§ **Task goal**
Reproduce the first line of the entries that follow and each later line, word for word, ending with the one containing "use crate::logging::JobLogger;".

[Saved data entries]
//! Composite render executor.
//!
//! Renders each step of a [`CompositeSpec`] in order into a per-job work
//! directory, then hands the produced clips to a [`ClipMerger`]. The work
//! directory is removed on every exit path, including a dropped future.

use std::path::{Path, PathBuf};
use std::sync::Arc;

use reel_media::fs_utils::{
    ensure_dir, ensure_parent_dir, move_file, remove_dir_logged, remove_file_logged,
};
use reel_media::{ClipMerger, EffectRenderer, MediaError, MergeInput, MergeRequest};
use reel_models::{CompositeSpec, JobId, ParameterBuilder};
use tokio::sync::watch;

use crate::error::{WorkerError, WorkerResult};
use crate::logging::JobLogger;

/// Scratch directory for one composite job.
struct WorkDir {
    path: PathBuf,
    armed: bool,
}

impl WorkDir {
    async fn create(path: PathBuf) -> WorkerResult<Self> {
        ensure_dir(&path).await?;
        Ok(Self { path, armed: true })
    }

    async fn cleanup(mut self) {
        self.armed = false;
        remove_dir_logged(&self.path).await;
    }
}

impl Drop for WorkDir {
    fn drop(&mut self) {
        if !self.armed {
            return;
        }
        // Dropped mid-render (timeout or panic); async cleanup is not possible here
        if let Err(e) = std::fs::remove_dir_all(&self.path) {
            if e.kind() != std::io::ErrorKind::NotFound {
                tracing::warn!("Failed to remove work directory {}: {}", self.path.display(), e);
            }
        }
    }
}

/// Executes composite jobs.
#[derive(Clone)]
pub struct CompositeExecutor {
    renderer: EffectRenderer,
    merger: Arc<dyn ClipMerger>,
    builder: Arc<dyn ParameterBuilder>,
}

impl CompositeExecutor {
    pub fn new(
        renderer: EffectRenderer,
        merger: Arc<dyn ClipMerger>,
        builder: Arc<dyn ParameterBuilder>,
    ) -> Self {
        Self {
            renderer,
            merger,
            builder,
        }
    }

    /// Work directory for `job_id`.
    pub fn work_dir(&self, job_id: &JobId) -> PathBuf {
        self.renderer.config().temp_dir.join(job_id.as_str())
    }

    /// Check the merge config and re-validate every bundle with the parameter builder.
    pub fn validate(&self, spec: &CompositeSpec) -> WorkerResult<()> {
        spec.validate()?;
        for bundle in &spec.steps {
            self.builder.validate(bundle)?;
        }
        Ok(())
    }

    /// Render and merge `spec` into `output`.
    ///
    /// `on_progress` receives `(completed_steps + step_fraction) / N`.
    pub async fn execute<F>(
        &self,
        job_id: &JobId,
        spec: &CompositeSpec,
        output: &Path,
        cancel: watch::Receiver<bool>,
        on_progress: F,
    ) -> WorkerResult<PathBuf>
    where
        F: Fn(f64) + Send + Sync + 'static,
    {
        self.validate(spec)?;

        let logger = JobLogger::new(job_id, "composite");
        ensure_parent_dir(output).await?;
        let work_dir = WorkDir::create(self.work_dir(job_id)).await?;

        let result = self
            .render_and_merge(&logger, spec, &work_dir.path, output, cancel, Arc::new(on_progress))
            .await;
        work_dir.cleanup().await;

        if result.is_err() {
            // A failed merge may leave a partial artifact behind
            remove_file_logged(output).await;
        }
        result
    }

    async fn render_and_merge(
        &self,
        logger: &JobLogger,
        spec: &CompositeSpec,
        work_dir: &Path,
        output: &Path,
        cancel: watch::Receiver<bool>,
        on_progress: Arc<dyn Fn(f64) + Send + Sync>,
    ) -> WorkerResult<PathBuf> {
        let total = spec.len() as f64;
        let mut inputs = Vec::with_capacity(spec.len());

        for (step, bundle) in spec.steps.iter().enumerate() {
            if *cancel.borrow() {
                return Err(WorkerError::Cancelled);
            }
            logger.log_step(step, &bundle.effect_id, "rendering");

            let step_output = work_dir.join(format!("step-{}.mp4", step));
            let progress = Arc::clone(&on_progress);
            let path = self
                .renderer
                .render(bundle, &step_output, Some(cancel.clone()), move |fraction| {
                    progress((step as f64 + fraction) / total)
                })
                .await
                .map_err(|e| WorkerError::step_failure(step, &bundle.effect_id, e))?;

            inputs.push(MergeInput {
                path,
                nominal_duration_secs: bundle.rendered_duration_secs(),
            });
        }

        let single_matches_target = spec.steps.len() == 1
            && spec.steps[0].resolution == spec.merge.resolution
            && spec.steps[0].fps == spec.merge.fps;

        if single_matches_target {
            move_file(&inputs[0].path, output)
                .await
                .map_err(WorkerError::MergeFailed)?;
        } else {
            logger.log_step(spec.len(), "merge", spec.merge.mode.as_str());
            let request = MergeRequest {
                inputs,
                output: output.to_path_buf(),
                config: spec.merge.clone(),
            };
            self.merger
                .merge(&request, Some(cancel))
                .await
                .map_err(|e| match e {
                    MediaError::Cancelled => WorkerError::Cancelled,
                    other => WorkerError::MergeFailed(other),
                })?;
        }

        on_progress(1.0);
        Ok(output.to_path_buf())
    }
}

#[cfg(test)]
mod tests {
    use super::*;
    use tempfile::TempDir;

    #[tokio::test]
    async fn test_work_dir_removed_on_drop() {
        let root = TempDir::new().unwrap();
        let path = root.path().join("render-1");

        let work_dir = WorkDir::create(path.clone()).await.unwrap();
        std::fs::write(path.join("step-0.mp4"), b"x").unwrap();
        drop(work_dir);
        assert!(!path.exists());
    }

    #[tokio::test]
    async fn test_work_dir_cleanup() {
        let root = TempDir::new().unwrap();
        let path = root.path().join("render-2");

        let work_dir = WorkDir::create(path.clone()).await.unwrap();
        work_dir.cleanup().await;
        assert!(!path.exists());
    }
}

§ **Result**
//! Composite render executor.
//!
//! Renders each step of a [`CompositeSpec`] in order into a per-job work
//! directory, then hands the produced clips to a [`ClipMerger`]. The work
//! directory is removed on every exit path, including a dropped future.

use std::path::{Path, PathBuf};
use std::sync::Arc;

use reel_media::fs_utils::{
    ensure_dir, ensure_parent_dir, move_file, remove_dir_logged, remove_file_logged,
};
use reel_media::{ClipMerger, EffectRenderer, MediaError, MergeInput, MergeRequest};
use reel_models::{CompositeSpec, JobId, ParameterBuilder};
use tokio::sync::watch;

use crate::error::{WorkerError, WorkerResult};
use crate::logging::JobLogger;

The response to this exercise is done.